__ASSIGNED TASK__
Please go through the records below and return every line holding the word "false".

Collected data:
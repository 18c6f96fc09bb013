//! Store operations for voting events and votes

use chrono::{DateTime, Utc};
use civic_ledger::{EventStatus, Vote, VotingEvent};
use sqlx::sqlite::SqliteExecutor;
use tracing::debug;
use uuid::Uuid;

use super::models::{vote_from_row, voting_event_from_row};
use super::sql::{
    DELETE_VOTING_EVENT_SQL, FINALIZE_VOTING_EVENT_SQL, INCREMENT_TOTAL_VOTES_SQL,
    INSERT_VOTE_SQL, INSERT_VOTING_EVENT_SQL, SELECT_ACTIVE_VOTING_EVENTS_SQL,
    SELECT_ALL_VOTING_EVENTS_SQL, SELECT_EVENT_VOTES_SQL, SELECT_USER_VOTE_SQL,
    SELECT_VOTING_EVENT_SQL, UPDATE_VOTING_EVENT_STATUS_SQL,
};

pub async fn insert_event<'c>(
    executor: impl SqliteExecutor<'c>,
    event: &VotingEvent,
) -> sqlx::Result<()> {
    debug!("Inserting voting event {}", event.id);
    let options = serde_json::to_string(&event.options)
        .map_err(|e| sqlx::Error::Protocol(format!("options: {e}")))?;

    sqlx::query(INSERT_VOTING_EVENT_SQL)
        .bind(event.id.to_string())
        .bind(&event.title)
        .bind(&event.description)
        .bind(options)
        .bind(event.window.start_time)
        .bind(event.window.end_time)
        .bind(event.status.as_str())
        .bind(&event.created_by)
        .bind(event.total_votes as i64)
        .bind(&event.blockchain_hash)
        .bind(&event.results_reference)
        .bind(event.created_at)
        .bind(event.updated_at)
        .execute(executor)
        .await?;
    Ok(())
}

pub async fn get_event<'c>(
    executor: impl SqliteExecutor<'c>,
    id: Uuid,
) -> sqlx::Result<Option<VotingEvent>> {
    sqlx::query(SELECT_VOTING_EVENT_SQL)
        .bind(id.to_string())
        .fetch_optional(executor)
        .await?
        .map(|row| voting_event_from_row(&row))
        .transpose()
}

pub async fn list_active<'c>(executor: impl SqliteExecutor<'c>) -> sqlx::Result<Vec<VotingEvent>> {
    let rows = sqlx::query(SELECT_ACTIVE_VOTING_EVENTS_SQL)
        .fetch_all(executor)
        .await?;
    rows.iter().map(voting_event_from_row).collect()
}

pub async fn list_all<'c>(executor: impl SqliteExecutor<'c>) -> sqlx::Result<Vec<VotingEvent>> {
    let rows = sqlx::query(SELECT_ALL_VOTING_EVENTS_SQL)
        .fetch_all(executor)
        .await?;
    rows.iter().map(voting_event_from_row).collect()
}

/// Bump `total_votes` on an active event. Returns false if the event is gone
/// or no longer active.
pub async fn increment_total_votes<'c>(
    executor: impl SqliteExecutor<'c>,
    id: Uuid,
    now: DateTime<Utc>,
) -> sqlx::Result<bool> {
    let result = sqlx::query(INCREMENT_TOTAL_VOTES_SQL)
        .bind(now)
        .bind(id.to_string())
        .execute(executor)
        .await?;
    Ok(result.rows_affected() == 1)
}

/// Move an active event to `completed`. Returns false if another caller got
/// there first.
pub async fn mark_finalized<'c>(
    executor: impl SqliteExecutor<'c>,
    event: &VotingEvent,
) -> sqlx::Result<bool> {
    let result = sqlx::query(FINALIZE_VOTING_EVENT_SQL)
        .bind(&event.results_reference)
        .bind(event.updated_at)
        .bind(event.id.to_string())
        .execute(executor)
        .await?;
    Ok(result.rows_affected() == 1)
}

/// Compare-and-set the status column.
pub async fn update_status<'c>(
    executor: impl SqliteExecutor<'c>,
    id: Uuid,
    expected: EventStatus,
    next: EventStatus,
    now: DateTime<Utc>,
) -> sqlx::Result<bool> {
    let result = sqlx::query(UPDATE_VOTING_EVENT_STATUS_SQL)
        .bind(next.as_str())
        .bind(now)
        .bind(id.to_string())
        .bind(expected.as_str())
        .execute(executor)
        .await?;
    Ok(result.rows_affected() == 1)
}

/// Remove the event; its votes go with it.
pub async fn delete_event<'c>(executor: impl SqliteExecutor<'c>, id: Uuid) -> sqlx::Result<bool> {
    let result = sqlx::query(DELETE_VOTING_EVENT_SQL)
        .bind(id.to_string())
        .execute(executor)
        .await?;
    Ok(result.rows_affected() == 1)
}

pub async fn insert_vote<'c>(executor: impl SqliteExecutor<'c>, vote: &Vote) -> sqlx::Result<()> {
    debug!("Inserting vote {} on {}", vote.id, vote.voting_event_id);
    sqlx::query(INSERT_VOTE_SQL)
        .bind(vote.id.to_string())
        .bind(vote.voting_event_id.to_string())
        .bind(&vote.user_id)
        .bind(&vote.vote_option)
        .bind(vote.option_index)
        .bind(&vote.blockchain_hash)
        .bind(vote.created_at)
        .execute(executor)
        .await?;
    Ok(())
}

pub async fn find_user_vote<'c>(
    executor: impl SqliteExecutor<'c>,
    event_id: Uuid,
    user_id: &str,
) -> sqlx::Result<Option<Vote>> {
    sqlx::query(SELECT_USER_VOTE_SQL)
        .bind(event_id.to_string())
        .bind(user_id)
        .fetch_optional(executor)
        .await?
        .map(|row| vote_from_row(&row))
        .transpose()
}

pub async fn list_votes<'c>(
    executor: impl SqliteExecutor<'c>,
    event_id: Uuid,
) -> sqlx::Result<Vec<Vote>> {
    let rows = sqlx::query(SELECT_EVENT_VOTES_SQL)
        .bind(event_id.to_string())
        .fetch_all(executor)
        .await?;
    rows.iter().map(vote_from_row).collect()
}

__EXERCISE ANSWER__
/// Bump `total_votes` on an active event. Returns false if the event is gone
/// Move an active event to `completed`. Returns false if another caller got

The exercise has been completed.